Your instructions
Please restate the entire listing verbatim.

● ● ● ● ●

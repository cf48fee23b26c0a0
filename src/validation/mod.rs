//! Match Validation
//!
//! The rules a submitted match document must satisfy before it is stored.
//!
//! ## Check order
//!
//! ```text
//! new match:       validate_creation ─► validate_internal_consistency
//! existing match:  validate_update_invariants ─► validate_update_is_forward_only
//!                  ─► validate_internal_consistency
//! ```
//!
//! Every check is pure: it reads the clock and the signature verifier but
//! mutates nothing.

pub mod consistency;
pub mod error;
pub mod time;
pub mod update;

use std::sync::Arc;

use crate::core::clock::{Clock, SystemClock};
use crate::matches::document::MatchDocument;
use crate::matches::fields;
use crate::signing::verifier::{RsaSignatureVerifier, SignatureVerifier};

pub use consistency::is_versioned_url;
pub use error::{ConsistencyError, ValidationError};
pub use time::{check_reasonable_time, TimeError, MAX_FUTURE_SKEW_MILLIS, SYSTEM_EPOCH_MILLIS};

/// Shortest random token a new match may use.
pub const MIN_RANDOM_TOKEN_LEN: usize = 12;

/// Validates match documents against the clock and a signature verifier.
#[derive(Clone)]
pub struct MatchValidator {
    clock: Arc<dyn Clock>,
    verifier: Arc<dyn SignatureVerifier>,
}

impl Default for MatchValidator {
    fn default() -> Self {
        Self::new(Arc::new(SystemClock), Arc::new(RsaSignatureVerifier::new()))
    }
}

impl MatchValidator {
    /// Create a validator.
    pub fn new(clock: Arc<dyn Clock>, verifier: Arc<dyn SignatureVerifier>) -> Self {
        Self { clock, verifier }
    }

    /// The clock "now" is read from.
    pub fn clock(&self) -> &dyn Clock {
        self.clock.as_ref()
    }

    /// Check that `doc` agrees with itself.
    pub fn validate_internal_consistency(
        &self,
        doc: &MatchDocument,
    ) -> Result<(), ConsistencyError> {
        consistency::check_internal_consistency(doc, self.clock.now_millis(), self.verifier.as_ref())
    }

    /// Extra rules for the first version of a match.
    pub fn validate_creation(&self, doc: &MatchDocument) -> Result<(), ValidationError> {
        let start_time = doc.required_i64(fields::START_TIME)?;
        check_reasonable_time(start_time, self.clock.now_millis())
            .map_err(|e| ValidationError::new(format!("startTime: {}", e)))?;

        let token = doc.required_str(fields::RANDOM_TOKEN)?;
        let token_len = token.chars().count();
        if token_len < MIN_RANDOM_TOKEN_LEN {
            return Err(ValidationError::new(format!(
                "randomToken is {} characters; at least {} required",
                token_len, MIN_RANDOM_TOKEN_LEN
            )));
        }

        if doc.contains(fields::MATCH_HOST_PK) && !doc.contains(fields::MATCH_HOST_SIGNATURE) {
            return Err(ValidationError::new(
                "matchHostPK present without matchHostSignature",
            ));
        }
        Ok(())
    }

    /// Identity and ground-rule fields are unchanged from `old`.
    pub fn validate_update_invariants(
        &self,
        old: &MatchDocument,
        new: &MatchDocument,
    ) -> Result<(), ValidationError> {
        update::check_invariants(old, new)
    }

    /// `new` only extends the history recorded in `old`.
    pub fn validate_update_is_forward_only(
        &self,
        old: &MatchDocument,
        new: &MatchDocument,
    ) -> Result<(), ValidationError> {
        update::check_forward_only(old, new)
    }
}

// =============================================================================
// TESTS
// =============================================================================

● ● ● ● ●

Answer area
repository cf48fee23b26c0a0
filename src/validation/mod.rs
//! Match Validation
//!
//! The rules a submitted match document must satisfy before it is stored.
//!
//! ## Check order
//!
//! ```text
//! new match:       validate_creation ─► validate_internal_consistency
//! existing match:  validate_update_invariants ─► validate_update_is_forward_only
//!                  ─► validate_internal_consistency
//! ```
//!
//! Every check is pure: it reads the clock and the signature verifier but
//! mutates nothing.

pub mod consistency;
pub mod error;
pub mod time;
pub mod update;

use std::sync::Arc;

use crate::core::clock::{Clock, SystemClock};
use crate::matches::document::MatchDocument;
use crate::matches::fields;
use crate::signing::verifier::{RsaSignatureVerifier, SignatureVerifier};

pub use consistency::is_versioned_url;
pub use error::{ConsistencyError, ValidationError};
pub use time::{check_reasonable_time, TimeError, MAX_FUTURE_SKEW_MILLIS, SYSTEM_EPOCH_MILLIS};

/// Shortest random token a new match may use.
pub const MIN_RANDOM_TOKEN_LEN: usize = 12;

/// Validates match documents against the clock and a signature verifier.
#[derive(Clone)]
pub struct MatchValidator {
    clock: Arc<dyn Clock>,
    verifier: Arc<dyn SignatureVerifier>,
}

impl Default for MatchValidator {
    fn default() -> Self {
        Self::new(Arc::new(SystemClock), Arc::new(RsaSignatureVerifier::new()))
    }
}

impl MatchValidator {
    /// Create a validator.
    pub fn new(clock: Arc<dyn Clock>, verifier: Arc<dyn SignatureVerifier>) -> Self {
        Self { clock, verifier }
    }

    /// The clock "now" is read from.
    pub fn clock(&self) -> &dyn Clock {
        self.clock.as_ref()
    }

    /// Check that `doc` agrees with itself.
    pub fn validate_internal_consistency(
        &self,
        doc: &MatchDocument,
    ) -> Result<(), ConsistencyError> {
        consistency::check_internal_consistency(doc, self.clock.now_millis(), self.verifier.as_ref())
    }

    /// Extra rules for the first version of a match.
    pub fn validate_creation(&self, doc: &MatchDocument) -> Result<(), ValidationError> {
        let start_time = doc.required_i64(fields::START_TIME)?;
        check_reasonable_time(start_time, self.clock.now_millis())
            .map_err(|e| ValidationError::new(format!("startTime: {}", e)))?;

        let token = doc.required_str(fields::RANDOM_TOKEN)?;
        let token_len = token.chars().count();
        if token_len < MIN_RANDOM_TOKEN_LEN {
            return Err(ValidationError::new(format!(
                "randomToken is {} characters; at least {} required",
                token_len, MIN_RANDOM_TOKEN_LEN
            )));
        }

        if doc.contains(fields::MATCH_HOST_PK) && !doc.contains(fields::MATCH_HOST_SIGNATURE) {
            return Err(ValidationError::new(
                "matchHostPK present without matchHostSignature",
            ));
        }
        Ok(())
    }

    /// Identity and ground-rule fields are unchanged from `old`.
    pub fn validate_update_invariants(
        &self,
        old: &MatchDocument,
        new: &MatchDocument,
    ) -> Result<(), ValidationError> {
        update::check_invariants(old, new)
    }

    /// `new` only extends the history recorded in `old`.
    pub fn validate_update_is_forward_only(
        &self,
        old: &MatchDocument,
        new: &MatchDocument,
    ) -> Result<(), ValidationError> {
        update::check_forward_only(old, new)
    }
}

// =============================================================================
// TESTS
// =============================================================================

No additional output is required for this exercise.